Give back every record below, character for character.

Task input:
##############################

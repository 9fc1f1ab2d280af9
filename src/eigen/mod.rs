//! # Eigen Solvers
//!
//! Symmetric and symmetric-definite generalized eigenproblems with selection
//! of the top eigenpairs. Eigenvalues always come back in ascending order
//! with eigenvectors as the matching columns.

use crate::error::{FedSpcaError, Result};
use crate::utils::{to_array2, to_dmatrix};
use log::trace;
use nalgebra::{Cholesky, DMatrix, SymmetricEigen};
use ndarray::{Array1, Array2, ArrayView2, Axis};
use std::cmp::Ordering;

const EIGEN_EPS: f64 = 1e-14;
const EIGEN_MAX_ITER: usize = 0;

/// Which eigenpairs of an `n × n` problem to keep.
#[derive(Debug, Clone, Copy, PartialEq, Eq, Default)]
pub enum EigenSubset {
    #[default]
    All,
    /// The `k` largest, i.e. rank range `[n - k, n - 1]` in ascending order.
    Top(usize),
}

impl EigenSubset {
    pub fn from_components(n_components: Option<usize>) -> Self {
        n_components.map_or(EigenSubset::All, EigenSubset::Top)
    }

    /// Ascending rank range selected out of `n` eigenvalues.
    pub fn range(&self, n: usize) -> Result<std::ops::Range<usize>> {
        match *self {
            EigenSubset::All => Ok(0..n),
            EigenSubset::Top(k) if k == 0 || k > n => Err(FedSpcaError::InvalidConfiguration(
                format!("cannot select {} eigenpairs out of {}", k, n),
            )),
            EigenSubset::Top(k) => Ok(n - k..n),
        }
    }
}

/// Eigenvalues in ascending order and the eigenvectors as matching columns.
///
/// Produced once per fit and never mutated afterwards.
#[derive(Debug, Clone, PartialEq)]
pub struct EigenResult {
    pub eigenvalues: Array1<f64>,
    pub eigenvectors: Array2<f64>,
}

impl EigenResult {
    pub fn n_components(&self) -> usize {
        self.eigenvalues.len()
    }

    /// Projects the rows of `x` onto the eigenvectors.
    pub fn project(&self, x: ArrayView2<f64>) -> Result<Array2<f64>> {
        if x.ncols() != self.eigenvectors.nrows() {
            return Err(FedSpcaError::shape(
                "data to project",
                (x.nrows(), self.eigenvectors.nrows()),
                x.dim(),
            ));
        }
        Ok(x.dot(&self.eigenvectors))
    }
}

// Trait for eigen-solver implementations
pub trait EigenSolver: Send + Sync {
    /// Solves `A·u = λ·u` for symmetric `A`.
    fn symmetric(&self, a: ArrayView2<f64>, subset: EigenSubset) -> Result<EigenResult>;

    /// Solves `A·u = λ·B·u` for symmetric `A` and symmetric positive definite
    /// `B`. Eigenvectors are normalised so that `uᵗ·B·u = 1`.
    fn generalized(
        &self,
        a: ArrayView2<f64>,
        b: ArrayView2<f64>,
        subset: EigenSubset,
    ) -> Result<EigenResult>;
}

/// Dense solver backed by nalgebra's symmetric QR algorithm.
#[derive(Debug, Clone, Copy, Default)]
pub struct NalgebraEigen;

fn check_square(context: &str, a: ArrayView2<f64>) -> Result<usize> {
    let (rows, cols) = a.dim();
    if rows != cols {
        return Err(FedSpcaError::shape(context, (rows, rows), (rows, cols)));
    }
    if rows == 0 {
        return Err(FedSpcaError::EmptyInput(format!("{} is empty", context)));
    }
    Ok(rows)
}

fn symmetrize(m: DMatrix<f64>) -> DMatrix<f64> {
    (&m + m.transpose()) * 0.5
}

fn sorted_subset(
    eigenvalues: &[f64],
    eigenvectors: &DMatrix<f64>,
    subset: EigenSubset,
) -> Result<(Array1<f64>, DMatrix<f64>)> {
    if eigenvalues.iter().any(|v| !v.is_finite()) {
        return Err(FedSpcaError::SingularMatrix(
            "eigen-decomposition produced non-finite eigenvalues".into(),
        ));
    }
    let mut order: Vec<usize> = (0..eigenvalues.len()).collect();
    order.sort_by(|&i, &j| {
        eigenvalues[i]
            .partial_cmp(&eigenvalues[j])
            .unwrap_or(Ordering::Equal)
    });

    let selected = &order[subset.range(order.len())?];
    let values = Array1::from_iter(selected.iter().map(|&i| eigenvalues[i]));
    let vectors = eigenvectors.select_columns(selected.iter());
    Ok((values, vectors))
}

impl EigenSolver for NalgebraEigen {
    fn symmetric(&self, a: ArrayView2<f64>, subset: EigenSubset) -> Result<EigenResult> {
        let n = check_square("symmetric eigenproblem", a)?;
        trace!("symmetric eigen-solve of size {} ({:?})", n, subset);

        let eigen = SymmetricEigen::try_new(symmetrize(to_dmatrix(a)), EIGEN_EPS, EIGEN_MAX_ITER)
            .ok_or_else(|| {
                FedSpcaError::SingularMatrix("symmetric eigen-solver did not converge".into())
            })?;

        let (eigenvalues, vectors) =
            sorted_subset(eigen.eigenvalues.as_slice(), &eigen.eigenvectors, subset)?;
        Ok(EigenResult {
            eigenvalues,
            eigenvectors: to_array2(vectors),
        })
    }

    fn generalized(
        &self,
        a: ArrayView2<f64>,
        b: ArrayView2<f64>,
        subset: EigenSubset,
    ) -> Result<EigenResult> {
        let n = check_square("generalized eigenproblem", a)?;
        if b.dim() != (n, n) {
            return Err(FedSpcaError::shape(
                "right-hand side of generalized eigenproblem",
                (n, n),
                b.dim(),
            ));
        }
        trace!("generalized eigen-solve of size {} ({:?})", n, subset);

        // B = L·Lᵗ, C = L⁻¹·A·L⁻ᵗ, u = L⁻ᵗ·y
        let l = to_dmatrix(cholesky_lower(b)?.view());
        let singular =
            || FedSpcaError::SingularMatrix("triangular solve against Cholesky factor failed".into());

        let a = symmetrize(to_dmatrix(a));
        let left = l.solve_lower_triangular(&a).ok_or_else(singular)?;
        let c = l
            .solve_lower_triangular(&left.transpose())
            .ok_or_else(singular)?;

        let eigen = SymmetricEigen::try_new(symmetrize(c), EIGEN_EPS, EIGEN_MAX_ITER)
            .ok_or_else(|| {
                FedSpcaError::SingularMatrix("generalized eigen-solver did not converge".into())
            })?;

        let (eigenvalues, reduced) =
            sorted_subset(eigen.eigenvalues.as_slice(), &eigen.eigenvectors, subset)?;
        let vectors = l.tr_solve_lower_triangular(&reduced).ok_or_else(singular)?;

        Ok(EigenResult {
            eigenvalues,
            eigenvectors: to_array2(vectors),
        })
    }
}

/// Lower Cholesky factor `L` with `A = L·Lᵗ`.
pub fn cholesky_lower(a: ArrayView2<f64>) -> Result<Array2<f64>> {
    check_square("Cholesky input", a)?;
    let chol = Cholesky::new(symmetrize(to_dmatrix(a))).ok_or_else(|| {
        FedSpcaError::SingularMatrix("matrix is not positive definite".into())
    })?;
    Ok(to_array2(chol.l()))
}

/// Norm of every column, handy for checking eigenvector normalisation.
pub fn column_norms(m: ArrayView2<f64>) -> Array1<f64> {
    m.map_axis(Axis(0), |col| col.dot(&col).sqrt())
}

##############################

Task result:
repository 9fc1f1ab2d280af9
filename src/eigen/mod.rs
//! # Eigen Solvers
//!
//! Symmetric and symmetric-definite generalized eigenproblems with selection
//! of the top eigenpairs. Eigenvalues always come back in ascending order
//! with eigenvectors as the matching columns.

use crate::error::{FedSpcaError, Result};
use crate::utils::{to_array2, to_dmatrix};
use log::trace;
use nalgebra::{Cholesky, DMatrix, SymmetricEigen};
use ndarray::{Array1, Array2, ArrayView2, Axis};
use std::cmp::Ordering;

const EIGEN_EPS: f64 = 1e-14;
const EIGEN_MAX_ITER: usize = 0;

/// Which eigenpairs of an `n × n` problem to keep.
#[derive(Debug, Clone, Copy, PartialEq, Eq, Default)]
pub enum EigenSubset {
    #[default]
    All,
    /// The `k` largest, i.e. rank range `[n - k, n - 1]` in ascending order.
    Top(usize),
}

impl EigenSubset {
    pub fn from_components(n_components: Option<usize>) -> Self {
        n_components.map_or(EigenSubset::All, EigenSubset::Top)
    }

    /// Ascending rank range selected out of `n` eigenvalues.
    pub fn range(&self, n: usize) -> Result<std::ops::Range<usize>> {
        match *self {
            EigenSubset::All => Ok(0..n),
            EigenSubset::Top(k) if k == 0 || k > n => Err(FedSpcaError::InvalidConfiguration(
                format!("cannot select {} eigenpairs out of {}", k, n),
            )),
            EigenSubset::Top(k) => Ok(n - k..n),
        }
    }
}

/// Eigenvalues in ascending order and the eigenvectors as matching columns.
///
/// Produced once per fit and never mutated afterwards.
#[derive(Debug, Clone, PartialEq)]
pub struct EigenResult {
    pub eigenvalues: Array1<f64>,
    pub eigenvectors: Array2<f64>,
}

impl EigenResult {
    pub fn n_components(&self) -> usize {
        self.eigenvalues.len()
    }

    /// Projects the rows of `x` onto the eigenvectors.
    pub fn project(&self, x: ArrayView2<f64>) -> Result<Array2<f64>> {
        if x.ncols() != self.eigenvectors.nrows() {
            return Err(FedSpcaError::shape(
                "data to project",
                (x.nrows(), self.eigenvectors.nrows()),
                x.dim(),
            ));
        }
        Ok(x.dot(&self.eigenvectors))
    }
}

// Trait for eigen-solver implementations
pub trait EigenSolver: Send + Sync {
    /// Solves `A·u = λ·u` for symmetric `A`.
    fn symmetric(&self, a: ArrayView2<f64>, subset: EigenSubset) -> Result<EigenResult>;

    /// Solves `A·u = λ·B·u` for symmetric `A` and symmetric positive definite
    /// `B`. Eigenvectors are normalised so that `uᵗ·B·u = 1`.
    fn generalized(
        &self,
        a: ArrayView2<f64>,
        b: ArrayView2<f64>,
        subset: EigenSubset,
    ) -> Result<EigenResult>;
}

/// Dense solver backed by nalgebra's symmetric QR algorithm.
#[derive(Debug, Clone, Copy, Default)]
pub struct NalgebraEigen;

fn check_square(context: &str, a: ArrayView2<f64>) -> Result<usize> {
    let (rows, cols) = a.dim();
    if rows != cols {
        return Err(FedSpcaError::shape(context, (rows, rows), (rows, cols)));
    }
    if rows == 0 {
        return Err(FedSpcaError::EmptyInput(format!("{} is empty", context)));
    }
    Ok(rows)
}

fn symmetrize(m: DMatrix<f64>) -> DMatrix<f64> {
    (&m + m.transpose()) * 0.5
}

fn sorted_subset(
    eigenvalues: &[f64],
    eigenvectors: &DMatrix<f64>,
    subset: EigenSubset,
) -> Result<(Array1<f64>, DMatrix<f64>)> {
    if eigenvalues.iter().any(|v| !v.is_finite()) {
        return Err(FedSpcaError::SingularMatrix(
            "eigen-decomposition produced non-finite eigenvalues".into(),
        ));
    }
    let mut order: Vec<usize> = (0..eigenvalues.len()).collect();
    order.sort_by(|&i, &j| {
        eigenvalues[i]
            .partial_cmp(&eigenvalues[j])
            .unwrap_or(Ordering::Equal)
    });

    let selected = &order[subset.range(order.len())?];
    let values = Array1::from_iter(selected.iter().map(|&i| eigenvalues[i]));
    let vectors = eigenvectors.select_columns(selected.iter());
    Ok((values, vectors))
}

impl EigenSolver for NalgebraEigen {
    fn symmetric(&self, a: ArrayView2<f64>, subset: EigenSubset) -> Result<EigenResult> {
        let n = check_square("symmetric eigenproblem", a)?;
        trace!("symmetric eigen-solve of size {} ({:?})", n, subset);

        let eigen = SymmetricEigen::try_new(symmetrize(to_dmatrix(a)), EIGEN_EPS, EIGEN_MAX_ITER)
            .ok_or_else(|| {
                FedSpcaError::SingularMatrix("symmetric eigen-solver did not converge".into())
            })?;

        let (eigenvalues, vectors) =
            sorted_subset(eigen.eigenvalues.as_slice(), &eigen.eigenvectors, subset)?;
        Ok(EigenResult {
            eigenvalues,
            eigenvectors: to_array2(vectors),
        })
    }

    fn generalized(
        &self,
        a: ArrayView2<f64>,
        b: ArrayView2<f64>,
        subset: EigenSubset,
    ) -> Result<EigenResult> {
        let n = check_square("generalized eigenproblem", a)?;
        if b.dim() != (n, n) {
            return Err(FedSpcaError::shape(
                "right-hand side of generalized eigenproblem",
                (n, n),
                b.dim(),
            ));
        }
        trace!("generalized eigen-solve of size {} ({:?})", n, subset);

        // B = L·Lᵗ, C = L⁻¹·A·L⁻ᵗ, u = L⁻ᵗ·y
        let l = to_dmatrix(cholesky_lower(b)?.view());
        let singular =
            || FedSpcaError::SingularMatrix("triangular solve against Cholesky factor failed".into());

        let a = symmetrize(to_dmatrix(a));
        let left = l.solve_lower_triangular(&a).ok_or_else(singular)?;
        let c = l
            .solve_lower_triangular(&left.transpose())
            .ok_or_else(singular)?;

        let eigen = SymmetricEigen::try_new(symmetrize(c), EIGEN_EPS, EIGEN_MAX_ITER)
            .ok_or_else(|| {
                FedSpcaError::SingularMatrix("generalized eigen-solver did not converge".into())
            })?;

        let (eigenvalues, reduced) =
            sorted_subset(eigen.eigenvalues.as_slice(), &eigen.eigenvectors, subset)?;
        let vectors = l.tr_solve_lower_triangular(&reduced).ok_or_else(singular)?;

        Ok(EigenResult {
            eigenvalues,
            eigenvectors: to_array2(vectors),
        })
    }
}

/// Lower Cholesky factor `L` with `A = L·Lᵗ`.
pub fn cholesky_lower(a: ArrayView2<f64>) -> Result<Array2<f64>> {
    check_square("Cholesky input", a)?;
    let chol = Cholesky::new(symmetrize(to_dmatrix(a))).ok_or_else(|| {
        FedSpcaError::SingularMatrix("matrix is not positive definite".into())
    })?;
    Ok(to_array2(chol.l()))
}

/// Norm of every column, handy for checking eigenvector normalisation.
pub fn column_norms(m: ArrayView2<f64>) -> Array1<f64> {
    m.map_axis(Axis(0), |col| col.dot(&col).sqrt())
}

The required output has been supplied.